Quando Puccini faleceu, a imprensa europeia deu grande destaque ao acontecimento, não faltando, porém, jornais que registrassem com certo menosprezo sua figura na história da música, da ópera em particular. Um jornal chegou a escrever que Puccini abandonara a tradição da escola italiana de ópera, sob a influência francesa, mas não alcançara as qualidades da música gálica, e especialmente sobre suas obras finais, o chamado tríptico, falava em "êxito duvidoso". O tríptico é formado por três óperas curtas, Il tabarro (O capote), Suor Angelica (Irmã Angélica) e Gianni Schicchi, neste caso, nome do principal personagem da obra.
Suor Angelica foi recentemente encenada pela Companhia de Ópera do Rio Grande do Sul, com enorme sucesso. Gianni Schicchi cumpriu temporada neste final de ano. Com a passagem do tempo, estas obras que, evidentemente, não são as mais populares do compositor, tornaram-se, no entanto, representativas, se não da evolução musical do artista, pelo menos da crescente consciência social que o compositor desenvolveu e que, talvez, por isso mesmo, tenha desgostado a alguns críticos.
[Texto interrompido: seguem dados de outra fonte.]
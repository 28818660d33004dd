use crate::error::NotifyError;
use reqwest::Client;
use tracing::{debug, info};

/// Fixed event-ingestion endpoint.
pub const EVENTS_ENDPOINT: &str = "https://events.pagerduty.com/v2/enqueue";

/// What came back from the endpoint. Recorded for diagnostics only; the
/// status never drives control flow.
#[derive(Debug)]
pub struct DeliveryReceipt {
    pub status: u16,
    pub body: String,
}

pub struct Deliverer {
    client: Client,
    endpoint: String,
}

impl Deliverer {
    /// Transport defaults only -- no timeout override is configured.
    pub fn new() -> Result<Self, NotifyError> {
        let client = Client::builder().build().map_err(NotifyError::HttpClient)?;
        Ok(Self {
            client,
            endpoint: EVENTS_ENDPOINT.to_string(),
        })
    }

    pub fn with_endpoint(mut self, endpoint: String) -> Self {
        self.endpoint = endpoint;
        self
    }

    /// Issue the one POST of this invocation. The body is the pre-serialized
    /// payload, sent as-is. No retry on failure; transport errors propagate
    /// to the caller.
    pub async fn deliver(&self, payload: &str) -> Result<DeliveryReceipt, NotifyError> {
        info!("Delivering event to {}", self.endpoint);

        let response = self
            .client
            .post(&self.endpoint)
            .header("content-type", "application/json")
            .header("Accept-Charset", "UTF-8")
            .body(payload.to_string())
            .send()
            .await?;

        let status = response.status().as_u16();
        let body = response
            .text()
            .await
            .unwrap_or_else(|_| "Unknown response body".to_string());
        debug!("Response received: HTTP {} {}", status, body);

        Ok(DeliveryReceipt { status, body })
    }
}
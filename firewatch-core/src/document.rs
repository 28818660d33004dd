use crate::error::NotifyError;
use serde_json::Value;
use std::fs;
use std::io::ErrorKind;
use tracing::{debug, error};

/// Read and parse a JSON document from disk.
///
/// A missing file and unparseable content are distinct failure classes so
/// the calling infrastructure can tell them apart by exit status alone.
pub fn load_json_document(path: &str) -> Result<Value, NotifyError> {
    let text = match fs::read_to_string(path) {
        Ok(text) => {
            debug!("Read {} bytes from {}", text.len(), path);
            text
        }
        Err(e) if e.kind() == ErrorKind::NotFound => {
            error!("JSON file {} doesn't exist", path);
            return Err(NotifyError::FileNotFound(path.to_string()));
        }
        Err(e) => {
            error!("Failed to read {}: {}", path, e);
            return Err(NotifyError::Io {
                path: path.to_string(),
                source: e,
            });
        }
    };

    serde_json::from_str(&text).map_err(|e| {
        error!("Failed to parse {} as JSON: {}", path, e);
        NotifyError::InvalidJson {
            path: path.to_string(),
            source: e,
        }
    })
}
use std::io;
use thiserror::Error;

use crate::input::LoadError;

/// Top-level failure of a game run.
#[derive(Error, Debug)]
pub enum GameError {
    #[error("I/O error: {0}")]
    Io(#[from] io::Error),

    #[error(transparent)]
    Load(#[from] LoadError),
}
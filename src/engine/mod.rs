pub mod config;
pub mod distance;
pub mod error;
pub mod normalize;
pub mod ranker;

pub use distance::edit_distance;
pub use normalize::{display_token, normalize_token, split_marker, starts_word};
pub use ranker::{
    rank_suggestions, score_candidates, Suggestion, SuggestionRanker, DEFAULT_SUGGESTION_LIMIT,
};
/// Application events
#[derive(Debug, PartialEq, Clone)]
pub enum AppEvent {
    SelectNext,
    SelectPrev,
    OpenSelected,
    OpenText(String),
    ShowTexts,
    Type(char),
    Backspace,
    SuggestionNext,
    SuggestionPrev,
    Accept,
    Skip,
    ToggleHardcore,
    InspectPrev,
    InspectNext,
    EnterCommand,
    SubmitCommand,
    Back,
    Help,
    Quit,
    InvalidCommand(String),
    None,
}
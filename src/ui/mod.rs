pub mod command;
pub mod terminal;
pub mod terminal_guard;
pub mod theme;
pub mod view;

pub use command::{command_to_app_event, parse_command, Command};
pub use terminal::{map_key, TuiManager};
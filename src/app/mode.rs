#[derive(Debug, Clone, Copy, PartialEq, Eq)]
pub enum AppMode {
    /// Picking a text to play.
    Select,
    /// Guessing the next token.
    Guessing,
    /// Text finished; the summary is shown.
    Completed,
    /// Typing into the command deck.
    Command,
    Quit,
}

impl AppMode {
    pub fn label(self) -> &'static str {
        match self {
            AppMode::Select => "SELECT",
            AppMode::Guessing => "GUESS",
            AppMode::Completed => "DONE",
            AppMode::Command => "COMMAND",
            AppMode::Quit => "QUIT",
        }
    }
}

#[cfg(test)]
mod tests {
    use super::*;

    #[test]
    fn test_labels_distinct() {
        let labels = [
            AppMode::Select.label(),
            AppMode::Guessing.label(),
            AppMode::Completed.label(),
            AppMode::Command.label(),
            AppMode::Quit.label(),
        ];
        for (i, a) in labels.iter().enumerate() {
            for b in &labels[i + 1..] {
                assert_ne!(a, b);
            }
        }
    }
}
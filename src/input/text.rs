use serde::Deserialize;
use std::fs;
use std::path::Path;

use super::{read_json, LoadError};
use crate::engine::display_token;

/// A pre-tokenized text, stored as `{"sequence": [...]}`.
#[derive(Debug, Clone, PartialEq, Deserialize)]
pub struct TextData {
    pub sequence: Vec<String>,
}

/// Entry in the text picker.
#[derive(Debug, Clone, PartialEq)]
pub struct TextPreview {
    pub id: String,
    pub preview: String,
}

impl TextPreview {
    pub fn from_sequence(id: &str, sequence: &[String], marker: &str, len: usize) -> Self {
        let preview = sequence
            .iter()
            .take(len)
            .map(|token| display_token(token, marker))
            .collect::<String>();
        Self {
            id: id.to_string(),
            preview,
        }
    }
}

pub fn load_text(path: &Path) -> Result<TextData, LoadError> {
    let text: TextData = read_json(path)?;
    if text.sequence.is_empty() {
        return Err(LoadError::EmptySequence(path.display().to_string()));
    }
    Ok(text)
}

/// Preview every `*.json` text in `dir`, sorted by id.
///
/// Files that fail to parse are skipped with a warning so one bad text does
/// not hide the others.
pub fn list_texts(
    dir: &Path,
    marker: &str,
    preview_len: usize,
) -> Result<Vec<TextPreview>, LoadError> {
    let entries = fs::read_dir(dir).map_err(|source| LoadError::Io {
        path: dir.to_path_buf(),
        source,
    })?;

    let mut previews = Vec::new();
    for entry in entries {
        let path = match entry {
            Ok(entry) => entry.path(),
            Err(e) => {
                log::warn!("Skipping unreadable entry in {}: {}", dir.display(), e);
                continue;
            }
        };
        if path.extension().and_then(|ext| ext.to_str()) != Some("json") {
            continue;
        }
        let Some(id) = path.file_stem().and_then(|stem| stem.to_str()) else {
            continue;
        };

        match load_text(&path) {
            Ok(text) => previews.push(TextPreview::from_sequence(
                id,
                &text.sequence,
                marker,
                preview_len,
            )),
            Err(e) => log::warn!("Skipping text {}: {}", id, e),
        }
    }

    previews.sort_by(|a, b| a.id.cmp(&b.id));
    log::info!("Found {} texts in {}", previews.len(), dir.display());
    Ok(previews)
}
use serde::Deserialize;
use serde_json::{Map, Value};
use std::path::Path;

use super::{read_json, LoadError};

/// One predicted token and its probability in `[0, 1]`.
#[derive(Debug, Clone, PartialEq, Deserialize)]
pub struct PredictionItem {
    pub token: String,
    pub probability: f64,
}

/// A single model's ranked predictions at one step.
#[derive(Debug, Clone, PartialEq)]
pub struct ModelPrediction {
    pub model: String,
    pub items: Vec<PredictionItem>,
}

/// All models' predictions for one position of the text, in file order.
#[derive(Debug, Clone, PartialEq, Default)]
pub struct StepPredictions {
    pub models: Vec<ModelPrediction>,
}

impl StepPredictions {
    /// The first model listed is the one casual mode draws choices from.
    pub fn primary(&self) -> Option<&ModelPrediction> {
        self.models.first()
    }

    pub fn is_empty(&self) -> bool {
        self.models.is_empty()
    }
}

/// Load `<id>_predictions.json`: an array indexed by step, each entry an
/// object mapping model name to a ranked list of `{token, probability}`.
pub fn load_predictions(path: &Path) -> Result<Vec<StepPredictions>, LoadError> {
    let raw: Vec<Map<String, Value>> = read_json(path)?;

    raw.into_iter()
        .enumerate()
        .map(|(step, models)| -> Result<StepPredictions, LoadError> {
            let models = models
                .into_iter()
                .map(|(model, value)| -> Result<ModelPrediction, LoadError> {
                    let items: Vec<PredictionItem> =
                        serde_json::from_value(value).map_err(|e| LoadError::InvalidPredictions {
                            path: path.to_path_buf(),
                            reason: format!("step {step}, model {model}: {e}"),
                        })?;
                    Ok(ModelPrediction { model, items })
                })
                .collect::<Result<Vec<_>, _>>()?;
            Ok(StepPredictions { models })
        })
        .collect()
}
pub mod app;
#[cfg(test)]
mod app_tests;
pub mod event;
pub mod mode;
pub mod render_state;

pub use app::App;
pub use event::AppEvent;
pub use mode::AppMode;
pub use render_state::{InspectorView, RenderState};
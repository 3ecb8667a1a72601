use rand::rngs::StdRng;
use rand::seq::SliceRandom;
use rand::SeedableRng;

use crate::input::StepPredictions;

/// Multiple-choice options for casual mode.
///
/// Takes the primary model's top `count` tokens, makes sure `target` is among
/// them (it replaces the least likely one when missing) and shuffles with a
/// seeded RNG so the same step always shows the same order.
pub fn model_choices(
    predictions: Option<&StepPredictions>,
    target: &str,
    count: usize,
    seed: u64,
) -> Vec<String> {
    let Some(primary) = predictions.and_then(StepPredictions::primary) else {
        return Vec::new();
    };
    if count == 0 {
        return Vec::new();
    }

    let mut choices: Vec<String> = primary
        .items
        .iter()
        .take(count)
        .map(|item| item.token.clone())
        .collect();

    if !choices.iter().any(|c| c == target) {
        if choices.len() == count {
            choices.pop();
        }
        choices.push(target.to_string());
    }

    let mut rng = StdRng::seed_from_u64(seed);
    choices.shuffle(&mut rng);
    choices
}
Suor Angelica é uma evidente crítica aos antigos (nem tão antigos no início do século XX e ainda hoje, infelizmente) costumes de um mundo eminentemente masculino, onde a mulher é apenas uma peça decorativa. O enredo trabalha e denuncia a opressão das jovens, obrigadas a se encerrarem em conventos quando não possuíssem dotes. No caso de Gianni Schicchi, temos uma dupla denúncia: do lado dos querelantes e pretendentes à fortuna do recém falecido, a evidência de seus interesses mesquinhos; do ponto de vista do personagem central, um advogado relativamente inescrupuloso que, menosprezado pelos aristocratas, logo por eles é aceito quando percebem que ele pode atuar em seu favor, revela-se pouco ético, na medida em que, desfazendo-se do documento oficial de herança deixado pelo recém morto, forja um outro, atendendo às demandas dos parentes mas guardando uma parcela das propriedades para si. A diminuir sua evidente manipulação de documentos, fica o fato de que o jovem aristocrata, mas falido, é proibido pela família de casar-se com a filha do advogado, embora os dois jovens se amem, simplesmente porque ela é burguesa, sem tradição de linhagem. Evidentemente que, com as propriedades que o pai se reserva a si, vem junto o nome e a nobreza, o que permitirá o casamento com que o enredo termina e a ópera, curta, de cerca de uma hora de duração, se encerra.
O enredo está baseado no canto XXX da Divina comédia, de Dante Alighieri que se referiria a um episódio real em que a esposa de Dante houvera sido prejudicada por este advogado, também verdadeiro, quando de uma herança. Dante, portanto, critica Schicchi; Puccini é mais equilibrista: critica o advogado, mas reconhece que a burguesia de que ele faz parte constitui a nova classe que se impõe e ocupa o antigo lugar social dos aristocratas. Deve-se lembrar que Puccini, na época, vivia em Nova York, onde a obra estreou, diga-se de passagem.
No papel principal de Gianni Schicchi esteve Vinicius Atique, barítono brasileiro que estreou em 2011 e que vem participando de algumas atividades da Companhia de Ópera: sua voz é muito segura, tem boa presença em cena e facilidade na extensão vocal. A jovem soprano Cecília Salatti interpretou a filha Lauretta, na noite em que assisti ao espetáculo. Já havia destacado sua belíssima voz, muito segura e com excelente potência sonora, e confirmei aqui; seu objeto de amor é o tenor Rinuccio, vivido, na noite a que assisti ao espetáculo, por Matías Herrera, que eu também destacara quando de um espetáculo recente, intermediário do grupo de cantores. Tem muita segurança e excelente impostação, contracenando equilibradamente com sua companheira.
O restante do grupo teve desempenhos variados, valendo sobretudo pelo conjunto, graças ao trabalho de Carlota Albuquerque, responsável pela direção de movimento em cena: o espetáculo, como um todo, graças à direção cênica de Flávio Leite, evidenciou naturalidade, mérito repartido com Eiko Senda, que tem alcançado excelentes resultados com a direção vocal.
Isso justifica a reação embevecida com a conhecida e belíssima ária O mio babbino caro (Ó meu querido papaizinho) que, poucas vezes, identificamos como passagem desta obra, imortalizada por Maria Callas. Cecília Salatti enfrentou com galhardia e muita emoção a ária e sensibilizou a todos nós.